[[ Exercise materials open ]]

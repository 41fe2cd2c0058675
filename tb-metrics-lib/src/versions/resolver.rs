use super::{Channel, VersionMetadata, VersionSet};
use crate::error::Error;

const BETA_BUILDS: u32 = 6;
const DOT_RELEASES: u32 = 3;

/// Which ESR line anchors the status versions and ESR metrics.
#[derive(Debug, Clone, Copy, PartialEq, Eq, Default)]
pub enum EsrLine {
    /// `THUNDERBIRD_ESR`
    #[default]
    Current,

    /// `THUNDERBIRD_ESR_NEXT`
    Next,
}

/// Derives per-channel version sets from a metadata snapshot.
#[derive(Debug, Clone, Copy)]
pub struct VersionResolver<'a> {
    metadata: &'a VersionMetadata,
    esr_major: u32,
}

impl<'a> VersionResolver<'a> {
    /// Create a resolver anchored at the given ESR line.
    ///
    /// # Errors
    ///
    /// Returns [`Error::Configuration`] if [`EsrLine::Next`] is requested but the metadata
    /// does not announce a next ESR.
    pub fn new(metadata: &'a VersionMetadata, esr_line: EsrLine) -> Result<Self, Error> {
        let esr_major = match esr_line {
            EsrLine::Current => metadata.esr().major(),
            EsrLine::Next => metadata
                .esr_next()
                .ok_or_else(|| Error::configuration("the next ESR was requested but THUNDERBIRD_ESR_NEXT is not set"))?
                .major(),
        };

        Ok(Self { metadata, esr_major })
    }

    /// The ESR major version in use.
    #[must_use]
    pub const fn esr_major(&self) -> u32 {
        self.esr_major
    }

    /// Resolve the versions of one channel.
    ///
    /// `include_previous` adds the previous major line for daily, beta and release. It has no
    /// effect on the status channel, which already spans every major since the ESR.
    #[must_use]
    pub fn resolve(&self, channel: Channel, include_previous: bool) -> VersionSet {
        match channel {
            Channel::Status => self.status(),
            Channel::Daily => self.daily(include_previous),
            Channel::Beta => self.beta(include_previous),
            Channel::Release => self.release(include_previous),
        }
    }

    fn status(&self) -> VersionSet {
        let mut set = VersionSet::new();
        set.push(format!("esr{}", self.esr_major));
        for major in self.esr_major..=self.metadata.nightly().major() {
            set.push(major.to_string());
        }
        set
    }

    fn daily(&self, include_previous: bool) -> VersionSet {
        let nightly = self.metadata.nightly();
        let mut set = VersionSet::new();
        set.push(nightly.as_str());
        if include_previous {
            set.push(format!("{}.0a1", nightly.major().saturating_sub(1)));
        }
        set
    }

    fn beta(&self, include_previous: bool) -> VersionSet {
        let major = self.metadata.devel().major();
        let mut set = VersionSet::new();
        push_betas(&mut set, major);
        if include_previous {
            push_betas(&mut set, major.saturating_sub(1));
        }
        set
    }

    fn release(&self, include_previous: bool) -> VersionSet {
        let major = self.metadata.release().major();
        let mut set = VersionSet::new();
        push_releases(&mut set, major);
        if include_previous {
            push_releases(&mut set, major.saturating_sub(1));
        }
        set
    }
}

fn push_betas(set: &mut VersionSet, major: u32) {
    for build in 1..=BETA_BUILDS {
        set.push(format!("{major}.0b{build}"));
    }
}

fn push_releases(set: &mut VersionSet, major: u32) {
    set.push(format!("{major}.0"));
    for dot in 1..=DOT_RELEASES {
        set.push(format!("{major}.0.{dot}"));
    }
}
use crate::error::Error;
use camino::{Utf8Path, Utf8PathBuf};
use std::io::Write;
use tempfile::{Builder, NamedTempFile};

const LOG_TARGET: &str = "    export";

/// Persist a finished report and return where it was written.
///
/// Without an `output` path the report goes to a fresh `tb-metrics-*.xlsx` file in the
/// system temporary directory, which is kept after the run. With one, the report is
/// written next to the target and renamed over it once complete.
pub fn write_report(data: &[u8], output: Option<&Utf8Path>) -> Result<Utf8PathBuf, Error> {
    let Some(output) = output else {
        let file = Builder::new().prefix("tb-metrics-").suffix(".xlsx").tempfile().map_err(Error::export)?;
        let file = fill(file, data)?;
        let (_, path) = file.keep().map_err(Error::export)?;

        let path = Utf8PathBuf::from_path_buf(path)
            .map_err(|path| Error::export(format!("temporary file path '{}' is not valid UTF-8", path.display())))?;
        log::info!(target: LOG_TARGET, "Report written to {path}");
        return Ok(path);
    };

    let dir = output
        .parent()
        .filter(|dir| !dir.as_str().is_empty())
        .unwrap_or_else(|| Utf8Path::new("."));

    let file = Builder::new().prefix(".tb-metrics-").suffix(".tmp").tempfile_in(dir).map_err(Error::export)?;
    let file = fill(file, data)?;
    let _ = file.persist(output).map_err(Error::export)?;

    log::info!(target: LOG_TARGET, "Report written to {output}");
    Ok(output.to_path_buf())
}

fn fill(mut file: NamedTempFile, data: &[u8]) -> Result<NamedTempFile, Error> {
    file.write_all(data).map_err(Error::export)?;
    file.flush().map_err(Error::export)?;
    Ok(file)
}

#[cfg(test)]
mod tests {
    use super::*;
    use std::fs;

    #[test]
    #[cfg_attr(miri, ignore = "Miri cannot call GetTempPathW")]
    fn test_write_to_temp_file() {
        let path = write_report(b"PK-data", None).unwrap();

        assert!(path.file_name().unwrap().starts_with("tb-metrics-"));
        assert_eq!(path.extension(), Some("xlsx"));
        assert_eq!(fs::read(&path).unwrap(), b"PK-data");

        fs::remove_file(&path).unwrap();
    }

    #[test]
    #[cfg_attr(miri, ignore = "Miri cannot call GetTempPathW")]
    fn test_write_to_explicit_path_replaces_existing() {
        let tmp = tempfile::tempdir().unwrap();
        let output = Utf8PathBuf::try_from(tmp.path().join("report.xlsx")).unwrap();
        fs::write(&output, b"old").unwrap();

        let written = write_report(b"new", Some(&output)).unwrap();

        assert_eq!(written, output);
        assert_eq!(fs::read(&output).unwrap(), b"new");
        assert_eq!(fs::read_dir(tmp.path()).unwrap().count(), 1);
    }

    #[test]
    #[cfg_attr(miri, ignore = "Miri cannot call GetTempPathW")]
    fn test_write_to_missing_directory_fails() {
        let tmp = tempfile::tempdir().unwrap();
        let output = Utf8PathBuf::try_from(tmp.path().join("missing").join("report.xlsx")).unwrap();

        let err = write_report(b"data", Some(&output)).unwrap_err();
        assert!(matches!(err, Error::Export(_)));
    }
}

[[ Exercise materials closed ]]
[[ Exercise materials open ]]

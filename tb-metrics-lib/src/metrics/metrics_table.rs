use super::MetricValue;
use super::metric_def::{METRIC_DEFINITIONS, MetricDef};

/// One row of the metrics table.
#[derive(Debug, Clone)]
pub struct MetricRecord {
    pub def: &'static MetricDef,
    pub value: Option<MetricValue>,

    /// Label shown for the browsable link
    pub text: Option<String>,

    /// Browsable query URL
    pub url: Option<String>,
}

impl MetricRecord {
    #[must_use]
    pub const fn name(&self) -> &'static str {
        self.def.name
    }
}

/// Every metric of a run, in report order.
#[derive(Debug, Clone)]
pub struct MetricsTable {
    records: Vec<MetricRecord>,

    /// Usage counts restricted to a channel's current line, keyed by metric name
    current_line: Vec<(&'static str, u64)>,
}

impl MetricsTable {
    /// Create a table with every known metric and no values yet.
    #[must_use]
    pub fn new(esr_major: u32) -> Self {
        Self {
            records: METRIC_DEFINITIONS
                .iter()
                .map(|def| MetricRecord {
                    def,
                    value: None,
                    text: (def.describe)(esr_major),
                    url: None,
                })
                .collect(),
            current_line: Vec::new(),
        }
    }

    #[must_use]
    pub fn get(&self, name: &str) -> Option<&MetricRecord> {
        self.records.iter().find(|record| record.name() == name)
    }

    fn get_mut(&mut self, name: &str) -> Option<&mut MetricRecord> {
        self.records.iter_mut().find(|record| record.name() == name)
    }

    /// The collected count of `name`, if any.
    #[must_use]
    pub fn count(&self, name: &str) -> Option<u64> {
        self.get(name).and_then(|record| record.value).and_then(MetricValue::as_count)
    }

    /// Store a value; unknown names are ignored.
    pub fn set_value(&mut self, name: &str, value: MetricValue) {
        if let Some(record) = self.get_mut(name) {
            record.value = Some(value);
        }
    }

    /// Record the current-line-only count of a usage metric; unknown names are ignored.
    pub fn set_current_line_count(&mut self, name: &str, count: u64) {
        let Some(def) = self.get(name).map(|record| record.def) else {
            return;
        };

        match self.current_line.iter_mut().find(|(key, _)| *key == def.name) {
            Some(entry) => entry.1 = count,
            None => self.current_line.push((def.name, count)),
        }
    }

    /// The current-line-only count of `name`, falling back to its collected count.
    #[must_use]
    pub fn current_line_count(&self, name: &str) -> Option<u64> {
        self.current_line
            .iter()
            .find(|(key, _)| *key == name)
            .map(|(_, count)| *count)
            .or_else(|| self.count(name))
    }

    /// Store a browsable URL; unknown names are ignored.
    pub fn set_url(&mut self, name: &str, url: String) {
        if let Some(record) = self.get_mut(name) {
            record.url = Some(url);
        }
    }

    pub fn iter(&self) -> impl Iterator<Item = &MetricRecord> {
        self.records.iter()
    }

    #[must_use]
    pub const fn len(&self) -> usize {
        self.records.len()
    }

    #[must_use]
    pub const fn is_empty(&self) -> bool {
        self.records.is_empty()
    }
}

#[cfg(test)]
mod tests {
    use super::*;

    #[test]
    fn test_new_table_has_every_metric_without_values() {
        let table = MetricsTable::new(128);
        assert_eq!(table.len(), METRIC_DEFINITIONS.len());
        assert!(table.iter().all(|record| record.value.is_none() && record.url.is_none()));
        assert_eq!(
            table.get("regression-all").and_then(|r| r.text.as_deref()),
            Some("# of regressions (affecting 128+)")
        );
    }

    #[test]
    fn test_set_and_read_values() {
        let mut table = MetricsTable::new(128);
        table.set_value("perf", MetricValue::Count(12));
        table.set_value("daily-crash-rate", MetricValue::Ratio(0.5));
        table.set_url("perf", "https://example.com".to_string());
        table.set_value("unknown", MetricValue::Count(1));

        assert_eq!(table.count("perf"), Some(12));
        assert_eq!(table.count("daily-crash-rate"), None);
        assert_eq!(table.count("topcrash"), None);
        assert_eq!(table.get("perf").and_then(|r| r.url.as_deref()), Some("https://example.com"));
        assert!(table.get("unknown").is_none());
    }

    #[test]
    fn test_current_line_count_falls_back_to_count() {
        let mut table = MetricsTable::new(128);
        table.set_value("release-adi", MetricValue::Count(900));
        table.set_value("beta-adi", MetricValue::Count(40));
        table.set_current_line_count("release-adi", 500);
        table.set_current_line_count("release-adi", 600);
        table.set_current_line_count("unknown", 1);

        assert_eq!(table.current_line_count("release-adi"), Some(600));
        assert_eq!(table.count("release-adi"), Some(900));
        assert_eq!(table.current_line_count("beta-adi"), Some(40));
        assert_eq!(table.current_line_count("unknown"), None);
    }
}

[[ Exercise materials closed ]]

# Exercise requirements:
I'd like the lines above from the one with "no values yet." up to and including the one with "pub fn get(&self, name: &str)" copied exactly, with no other lines.

# Answer box:
    /// Create a table with every known metric and no values yet.
    #[must_use]
    pub fn new(esr_major: u32) -> Self {
        Self {
            records: METRIC_DEFINITIONS
                .iter()
                .map(|def| MetricRecord {
                    def,
                    value: None,
                    text: (def.describe)(esr_major),
                    url: None,
                })
                .collect(),
            current_line: Vec::new(),
        }
    }

    #[must_use]
    pub fn get(&self, name: &str) -> Option<&MetricRecord> {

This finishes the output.